Anger courses through the veins of the League of Bald Headed
Men and they relentlessly demand satisfaction from those who would place
flowers down the barrels of rifles given the chance. The left leaning
politically correct intellectuals are embarrassed by the ultra-machos and their
bellicose posturing. It gets worse when the balding boot boys issue unasked for
promises to meet and sort things out, which are then hurriedly retracted in a
shamefaced fashion via less than credible excuses involving missing phone
chargers and the like.
As the mid-life crises gang become aware that their bluff
and bluster does not impress those who’ve never been part of such a sub species
as these radgey proto pugilists claim to belong, all there is left for those
who’ve failed in their mission to be Top Boys because the opposition don’t want
to be an opposition and have bigger ideological fish to fry, is gambling,
problem drinking and the emotional succour they find on line. Often the 30-somethings
seek to befriend the intellectually limited or the young and vulnerable,
perhaps because it is only daft teenagers and the terminally thick that will be
impressed by such tough guy talk. While there may be a sexual element to this,
in the sense that the balding blokes are no longer so certain of their macho
infallibility, it just seems that the weak and the lonely need to support each
other. Frankly it is all rather pitiful. The left leaning intelligentsia, with
the benefit of education and life experience over the failed bullies, forgive
the weaknesses and inadequacies of those who seek to provoke confrontation.

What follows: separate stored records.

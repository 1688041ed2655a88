//! Array-backed binary heap with removal of arbitrary elements.
//!
//! Unlike [`std::collections::BinaryHeap`], this heap can locate and remove
//! any element by identity, which A* uses to re-queue a cell whose best
//! distance improved. Orientation (min or max) is chosen at construction.

use std::cmp::Ordering;

use crate::error::HeapError;

/// Which end of the ordering sits at the root.
#[derive(Debug, Clone, Copy, PartialEq, Eq, Hash, Default)]
#[cfg_attr(feature = "serde", derive(serde::Serialize, serde::Deserialize))]
pub enum HeapKind {
    /// Smallest priority at the root.
    #[default]
    Min,
    /// Largest priority at the root.
    Max,
}

impl HeapKind {
    /// The ordering a child must have against its parent to move above it.
    #[inline]
    const fn rising(self) -> Ordering {
        match self {
            HeapKind::Min => Ordering::Less,
            HeapKind::Max => Ordering::Greater,
        }
    }
}

/// An element that can be stored in a [`BinaryHeap`].
///
/// Order and identity are separate: two elements may share an identity
/// while carrying different priorities (a stale and a fresh entry for the
/// same cell), and [`BinaryHeap::remove`] matches on identity only.
pub trait HeapItem {
    /// Compare priorities.
    fn cmp_priority(&self, other: &Self) -> Ordering;

    /// Whether `self` and `other` denote the same item.
    fn same_item(&self, other: &Self) -> bool;
}

macro_rules! impl_heap_item_for_ints {
    ($($t:ty),*) => {
        $(
            impl HeapItem for $t {
                #[inline]
                fn cmp_priority(&self, other: &Self) -> Ordering {
                    self.cmp(other)
                }

                #[inline]
                fn same_item(&self, other: &Self) -> bool {
                    self == other
                }
            }
        )*
    };
}

impl_heap_item_for_ints!(i8, i16, i32, i64, isize, u8, u16, u32, u64, usize);

/// A binary heap over a flat `Vec`.
///
/// Every parent outranks or ties both of its children under the heap's
/// [`HeapKind`]. Elements only move past neighbours they strictly outrank,
/// so equal priorities are never swapped.
#[derive(Debug, Clone)]
pub struct BinaryHeap<T> {
    nodes: Vec<T>,
    kind: HeapKind,
}

impl<T: HeapItem> BinaryHeap<T> {
    /// Create an empty heap.
    pub fn new(kind: HeapKind) -> Self {
        Self {
            nodes: Vec::new(),
            kind,
        }
    }

    /// Create an empty heap with room for `capacity` elements.
    pub fn with_capacity(kind: HeapKind, capacity: usize) -> Self {
        Self {
            nodes: Vec::with_capacity(capacity),
            kind,
        }
    }

    /// Build a heap from `items` in O(n), taking ownership of the vector.
    ///
    /// Every internal node is sifted down, from the last one back to the
    /// root; leaves are already valid one-element heaps.
    pub fn from_vec(kind: HeapKind, items: Vec<T>) -> Self {
        let mut heap = Self { nodes: items, kind };
        for i in (0..heap.nodes.len() / 2).rev() {
            heap.sift_down(i);
        }
        heap
    }

    /// The heap's orientation.
    #[inline]
    pub fn kind(&self) -> HeapKind {
        self.kind
    }

    /// Number of elements.
    #[inline]
    pub fn len(&self) -> usize {
        self.nodes.len()
    }

    /// Whether the heap holds no elements.
    #[inline]
    pub fn is_empty(&self) -> bool {
        self.nodes.is_empty()
    }

    /// Remove every element.
    pub fn clear(&mut self) {
        self.nodes.clear();
    }

    /// The root element, if any.
    #[inline]
    pub fn peek(&self) -> Option<&T> {
        self.nodes.first()
    }

    /// Insert `item`. O(log n).
    pub fn push(&mut self, item: T) {
        self.nodes.push(item);
        self.sift_up(self.nodes.len() - 1);
    }

    /// Remove and return the root element. O(log n).
    pub fn pop(&mut self) -> Option<T> {
        if self.nodes.is_empty() {
            return None;
        }
        let root = self.nodes.swap_remove(0);
        if !self.nodes.is_empty() {
            self.sift_down(0);
        }
        Some(root)
    }

    /// Remove the first element with the same identity as `item` and
    /// return it. O(n) to locate, O(log n) to repair.
    ///
    /// The last element is moved into the hole and may need to travel
    /// either towards the root or towards the leaves.
    ///
    /// # Errors
    ///
    /// Returns [`HeapError::NotFound`] if no element matches.
    pub fn remove(&mut self, item: &T) -> Result<T, HeapError> {
        let pos = self
            .nodes
            .iter()
            .position(|n| n.same_item(item))
            .ok_or(HeapError::NotFound)?;
        let removed = self.nodes.swap_remove(pos);
        if pos < self.nodes.len() && self.sift_up(pos) == pos {
            self.sift_down(pos);
        }
        Ok(removed)
    }

    /// Iterate over the elements in storage (not priority) order.
    pub fn iter(&self) -> std::slice::Iter<'_, T> {
        self.nodes.iter()
    }

    /// Consume the heap, returning its backing vector in storage order.
    pub fn into_vec(self) -> Vec<T> {
        self.nodes
    }

    // -----------------------------------------------------------------------
    // Internals
    // -----------------------------------------------------------------------

    /// Whether `a` belongs strictly above `b`.
    #[inline]
    fn outranks(&self, a: &T, b: &T) -> bool {
        a.cmp_priority(b) == self.kind.rising()
    }

    /// Move the element at `i` up while it outranks its parent. Returns its
    /// final position.
    fn sift_up(&mut self, mut i: usize) -> usize {
        while i > 0 {
            let parent = (i - 1) / 2;
            if !self.outranks(&self.nodes[i], &self.nodes[parent]) {
                break;
            }
            self.nodes.swap(i, parent);
            i = parent;
        }
        i
    }

    /// Move the element at `i` down while a child outranks it. Returns its
    /// final position.
    fn sift_down(&mut self, mut i: usize) -> usize {
        let len = self.nodes.len();
        loop {
            let left = 2 * i + 1;
            if left >= len {
                break;
            }
            let right = left + 1;
            let child = if right < len && self.outranks(&self.nodes[right], &self.nodes[left]) {
                right
            } else {
                left
            };
            if !self.outranks(&self.nodes[child], &self.nodes[i]) {
                break;
            }
            self.nodes.swap(i, child);
            i = child;
        }
        i
    }

    #[cfg(test)]
    fn is_heap(&self) -> bool {
        (1..self.nodes.len()).all(|i| !self.outranks(&self.nodes[i], &self.nodes[(i - 1) / 2]))
    }
}

impl<T: HeapItem> Default for BinaryHeap<T> {
    fn default() -> Self {
        Self::new(HeapKind::default())
    }
}

impl<T: HeapItem> Extend<T> for BinaryHeap<T> {
    fn extend<I: IntoIterator<Item = T>>(&mut self, iter: I) {
        for item in iter {
            self.push(item);
        }
    }
}
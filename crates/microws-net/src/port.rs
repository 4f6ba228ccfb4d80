//! Free port detection

use std::io;
use tokio::net::TcpListener;
use tracing::debug;

/// Return `preferred` if it can be bound on `host`, otherwise a free port
///
/// A preferred port of 0 always asks the OS for a free one.
pub async fn detect_port(host: &str, preferred: u16) -> io::Result<u16> {
    if preferred != 0 {
        match TcpListener::bind((host, preferred)).await {
            Ok(listener) => return Ok(listener.local_addr()?.port()),
            Err(e) => debug!("Port {} unavailable on {}: {}", preferred, host, e),
        }
    }
    let listener = TcpListener::bind((host, 0)).await?;
    let port = listener.local_addr()?.port();
    debug!("Detected free port {} on {}", port, host);
    Ok(port)
}
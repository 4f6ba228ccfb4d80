//! JSON frame codec
//!
//! One frame travels as one text message. Binary messages carrying UTF-8
//! JSON are accepted on the decode side as well.

use crate::{Frame, ProtocolError};

/// Maximum frame size (16MB)
pub const MAX_FRAME_SIZE: usize = 16 * 1024 * 1024;

/// Frame codec for encoding/decoding frames as JSON text
#[derive(Debug, Clone)]
pub struct FrameCodec {
    /// Maximum frame size allowed
    max_frame_size: usize,
}

impl Default for FrameCodec {
    fn default() -> Self {
        Self::new()
    }
}

impl FrameCodec {
    /// Create a new frame codec with default settings
    pub fn new() -> Self {
        Self {
            max_frame_size: MAX_FRAME_SIZE,
        }
    }

    /// Create a new frame codec with custom max frame size
    pub fn with_max_frame_size(max_frame_size: usize) -> Self {
        Self { max_frame_size }
    }

    /// Maximum frame size this codec accepts
    pub fn max_frame_size(&self) -> usize {
        self.max_frame_size
    }

    /// Encode a frame to its JSON text form
    pub fn encode_frame(&self, frame: &Frame) -> Result<String, ProtocolError> {
        let text = serde_json::to_string(frame)?;
        self.check_size(text.len())?;
        Ok(text)
    }

    /// Decode a frame from a text message
    pub fn decode_text(&self, text: &str) -> Result<Frame, ProtocolError> {
        self.check_size(text.len())?;
        serde_json::from_str(text).map_err(|e| ProtocolError::InvalidFrame(e.to_string()))
    }

    /// Decode a frame from a binary message
    pub fn decode_bytes(&self, bytes: &[u8]) -> Result<Frame, ProtocolError> {
        self.check_size(bytes.len())?;
        serde_json::from_slice(bytes).map_err(|e| ProtocolError::InvalidFrame(e.to_string()))
    }

    fn check_size(&self, size: usize) -> Result<(), ProtocolError> {
        if size > self.max_frame_size {
            return Err(ProtocolError::FrameTooLarge {
                size,
                max: self.max_frame_size,
            });
        }
        Ok(())
    }
}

It is time for the ultra-macho wannabe alpha male mugs and
wrong’uns to pipe down; their race is run and they have been pulled up. Brains
have beaten brawn without even being aware there was a contest in the first
place.
Fascinating read. As an outsider who has lived here for over 20 years, I have often wondered why you all ( Smoggies, Geordies, Mackams) hate each other so much and it goes beyond football too.